Segment Open

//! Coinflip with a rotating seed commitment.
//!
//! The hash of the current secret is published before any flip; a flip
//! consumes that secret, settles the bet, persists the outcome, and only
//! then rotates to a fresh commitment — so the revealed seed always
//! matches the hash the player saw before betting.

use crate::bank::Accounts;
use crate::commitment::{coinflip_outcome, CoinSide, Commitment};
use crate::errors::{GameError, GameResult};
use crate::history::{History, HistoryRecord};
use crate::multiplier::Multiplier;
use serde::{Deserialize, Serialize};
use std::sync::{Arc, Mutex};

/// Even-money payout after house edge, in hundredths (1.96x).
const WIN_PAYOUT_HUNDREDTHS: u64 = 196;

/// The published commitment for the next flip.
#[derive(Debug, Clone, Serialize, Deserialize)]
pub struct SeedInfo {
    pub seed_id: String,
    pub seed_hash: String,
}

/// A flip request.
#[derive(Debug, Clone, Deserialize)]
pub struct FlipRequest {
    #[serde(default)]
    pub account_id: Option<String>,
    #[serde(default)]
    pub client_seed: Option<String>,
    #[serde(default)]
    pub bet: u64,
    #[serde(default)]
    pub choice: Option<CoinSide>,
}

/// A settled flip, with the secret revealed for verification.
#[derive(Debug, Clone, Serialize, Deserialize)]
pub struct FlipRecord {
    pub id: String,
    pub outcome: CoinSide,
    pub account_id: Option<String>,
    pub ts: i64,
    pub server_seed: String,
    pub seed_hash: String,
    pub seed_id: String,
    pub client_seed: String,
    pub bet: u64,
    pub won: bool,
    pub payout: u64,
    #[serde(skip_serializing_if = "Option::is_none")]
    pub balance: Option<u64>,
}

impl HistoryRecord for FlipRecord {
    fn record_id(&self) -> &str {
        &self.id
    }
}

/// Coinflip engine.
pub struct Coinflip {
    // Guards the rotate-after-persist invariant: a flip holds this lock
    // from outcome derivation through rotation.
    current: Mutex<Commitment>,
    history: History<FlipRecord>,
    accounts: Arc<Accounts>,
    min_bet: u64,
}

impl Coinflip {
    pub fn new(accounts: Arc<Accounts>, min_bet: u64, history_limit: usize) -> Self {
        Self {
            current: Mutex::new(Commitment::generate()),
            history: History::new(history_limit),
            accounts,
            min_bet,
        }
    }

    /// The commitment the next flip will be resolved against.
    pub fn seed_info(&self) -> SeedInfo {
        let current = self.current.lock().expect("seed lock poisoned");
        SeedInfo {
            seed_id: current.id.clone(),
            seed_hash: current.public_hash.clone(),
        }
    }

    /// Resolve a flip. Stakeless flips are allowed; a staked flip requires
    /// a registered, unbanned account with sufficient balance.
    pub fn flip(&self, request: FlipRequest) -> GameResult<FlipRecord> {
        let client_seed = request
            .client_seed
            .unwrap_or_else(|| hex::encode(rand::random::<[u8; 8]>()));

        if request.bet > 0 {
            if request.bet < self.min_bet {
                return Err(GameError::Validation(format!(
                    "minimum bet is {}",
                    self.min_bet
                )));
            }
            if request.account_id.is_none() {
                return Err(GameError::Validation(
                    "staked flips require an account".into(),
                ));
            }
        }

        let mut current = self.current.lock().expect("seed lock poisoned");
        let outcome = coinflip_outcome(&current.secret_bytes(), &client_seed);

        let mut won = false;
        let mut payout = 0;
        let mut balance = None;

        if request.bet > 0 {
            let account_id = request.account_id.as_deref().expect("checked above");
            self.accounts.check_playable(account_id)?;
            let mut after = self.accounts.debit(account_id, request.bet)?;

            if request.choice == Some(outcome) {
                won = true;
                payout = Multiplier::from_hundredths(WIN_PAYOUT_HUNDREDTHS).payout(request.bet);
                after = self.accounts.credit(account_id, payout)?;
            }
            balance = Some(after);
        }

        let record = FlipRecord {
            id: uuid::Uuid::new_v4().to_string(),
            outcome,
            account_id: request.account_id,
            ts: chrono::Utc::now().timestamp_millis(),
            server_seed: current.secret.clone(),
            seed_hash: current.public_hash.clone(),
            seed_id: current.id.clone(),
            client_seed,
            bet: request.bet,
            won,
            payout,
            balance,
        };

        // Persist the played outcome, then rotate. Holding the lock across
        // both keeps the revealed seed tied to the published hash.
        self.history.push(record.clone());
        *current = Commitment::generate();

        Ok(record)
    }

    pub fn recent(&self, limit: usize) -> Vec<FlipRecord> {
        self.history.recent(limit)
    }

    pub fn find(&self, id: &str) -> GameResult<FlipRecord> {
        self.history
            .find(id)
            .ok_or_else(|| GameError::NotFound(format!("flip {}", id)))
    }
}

Segment Closed
Segment Open

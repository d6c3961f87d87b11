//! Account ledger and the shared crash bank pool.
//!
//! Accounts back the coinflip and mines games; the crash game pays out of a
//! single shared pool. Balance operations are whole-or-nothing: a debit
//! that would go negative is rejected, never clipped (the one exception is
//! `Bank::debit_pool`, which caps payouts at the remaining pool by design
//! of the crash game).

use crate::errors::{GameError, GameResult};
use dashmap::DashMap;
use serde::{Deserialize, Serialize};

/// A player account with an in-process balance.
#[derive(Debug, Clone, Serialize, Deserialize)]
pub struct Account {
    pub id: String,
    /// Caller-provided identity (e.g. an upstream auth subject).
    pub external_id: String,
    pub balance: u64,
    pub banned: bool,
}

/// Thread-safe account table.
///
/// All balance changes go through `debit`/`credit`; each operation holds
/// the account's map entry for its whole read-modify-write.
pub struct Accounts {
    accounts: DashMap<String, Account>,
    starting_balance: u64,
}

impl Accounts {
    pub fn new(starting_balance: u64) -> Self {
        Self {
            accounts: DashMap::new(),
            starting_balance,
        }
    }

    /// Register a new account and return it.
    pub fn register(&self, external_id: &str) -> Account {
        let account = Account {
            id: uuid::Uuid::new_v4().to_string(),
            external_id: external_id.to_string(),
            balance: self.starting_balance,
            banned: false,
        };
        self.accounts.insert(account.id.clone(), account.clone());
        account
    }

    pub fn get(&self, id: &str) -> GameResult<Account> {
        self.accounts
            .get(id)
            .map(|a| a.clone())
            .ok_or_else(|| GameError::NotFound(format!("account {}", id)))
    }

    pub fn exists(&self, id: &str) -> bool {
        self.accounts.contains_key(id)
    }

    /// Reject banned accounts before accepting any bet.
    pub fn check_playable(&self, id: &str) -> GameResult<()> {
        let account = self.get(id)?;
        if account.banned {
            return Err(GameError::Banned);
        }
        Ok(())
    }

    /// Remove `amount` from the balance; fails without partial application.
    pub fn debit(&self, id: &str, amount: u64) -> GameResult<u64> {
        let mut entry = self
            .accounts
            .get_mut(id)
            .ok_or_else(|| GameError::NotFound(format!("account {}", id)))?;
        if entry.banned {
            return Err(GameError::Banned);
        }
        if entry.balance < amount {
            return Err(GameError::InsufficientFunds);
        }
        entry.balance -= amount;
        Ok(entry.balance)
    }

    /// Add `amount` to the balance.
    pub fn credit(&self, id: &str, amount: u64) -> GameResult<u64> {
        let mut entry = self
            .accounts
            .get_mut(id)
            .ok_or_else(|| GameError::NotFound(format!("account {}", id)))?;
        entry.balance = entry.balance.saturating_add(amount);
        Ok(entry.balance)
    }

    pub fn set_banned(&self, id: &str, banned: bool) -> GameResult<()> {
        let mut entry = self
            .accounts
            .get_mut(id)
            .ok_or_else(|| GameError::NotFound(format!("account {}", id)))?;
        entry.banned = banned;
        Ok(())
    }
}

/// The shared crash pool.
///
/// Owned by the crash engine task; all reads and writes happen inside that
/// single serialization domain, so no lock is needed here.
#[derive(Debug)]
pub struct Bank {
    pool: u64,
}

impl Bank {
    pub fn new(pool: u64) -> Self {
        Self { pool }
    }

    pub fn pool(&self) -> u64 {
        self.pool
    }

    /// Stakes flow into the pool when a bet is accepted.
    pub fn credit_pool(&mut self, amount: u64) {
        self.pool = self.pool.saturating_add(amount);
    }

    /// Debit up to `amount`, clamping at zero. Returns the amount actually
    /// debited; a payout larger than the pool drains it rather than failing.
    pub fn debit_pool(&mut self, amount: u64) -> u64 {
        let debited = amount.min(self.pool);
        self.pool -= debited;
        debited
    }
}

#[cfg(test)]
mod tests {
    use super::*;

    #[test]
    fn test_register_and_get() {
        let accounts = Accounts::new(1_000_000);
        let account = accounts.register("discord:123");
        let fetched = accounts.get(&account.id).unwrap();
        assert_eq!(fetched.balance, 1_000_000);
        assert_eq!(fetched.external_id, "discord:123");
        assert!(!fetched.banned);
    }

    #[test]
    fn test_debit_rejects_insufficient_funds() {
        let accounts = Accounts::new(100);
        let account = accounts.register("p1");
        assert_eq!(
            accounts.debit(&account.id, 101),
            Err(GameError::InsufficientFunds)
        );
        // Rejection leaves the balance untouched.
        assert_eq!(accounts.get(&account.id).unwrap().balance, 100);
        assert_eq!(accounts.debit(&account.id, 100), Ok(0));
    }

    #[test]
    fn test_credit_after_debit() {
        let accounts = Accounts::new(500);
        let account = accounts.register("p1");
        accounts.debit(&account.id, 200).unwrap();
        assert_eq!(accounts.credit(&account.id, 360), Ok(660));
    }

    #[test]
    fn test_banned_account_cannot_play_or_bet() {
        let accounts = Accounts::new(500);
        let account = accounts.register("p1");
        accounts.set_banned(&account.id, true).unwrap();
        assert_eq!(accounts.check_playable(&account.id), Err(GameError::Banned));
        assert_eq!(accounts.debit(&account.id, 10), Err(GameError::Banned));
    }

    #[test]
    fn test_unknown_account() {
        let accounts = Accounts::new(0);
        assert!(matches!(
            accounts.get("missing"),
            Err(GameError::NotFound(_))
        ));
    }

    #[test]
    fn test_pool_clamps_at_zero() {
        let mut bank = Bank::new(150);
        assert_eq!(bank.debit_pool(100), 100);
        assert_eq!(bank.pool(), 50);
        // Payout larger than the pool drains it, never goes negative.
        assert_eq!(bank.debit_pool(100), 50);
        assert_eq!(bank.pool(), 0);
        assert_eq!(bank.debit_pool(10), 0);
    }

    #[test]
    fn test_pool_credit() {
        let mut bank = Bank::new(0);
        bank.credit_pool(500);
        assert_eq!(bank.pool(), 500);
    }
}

Segment Closed

Pick out and copy the lines of the material that include the word "next".

ANSWER BELOW:
/// The published commitment for the next flip.
    /// The commitment the next flip will be resolved against.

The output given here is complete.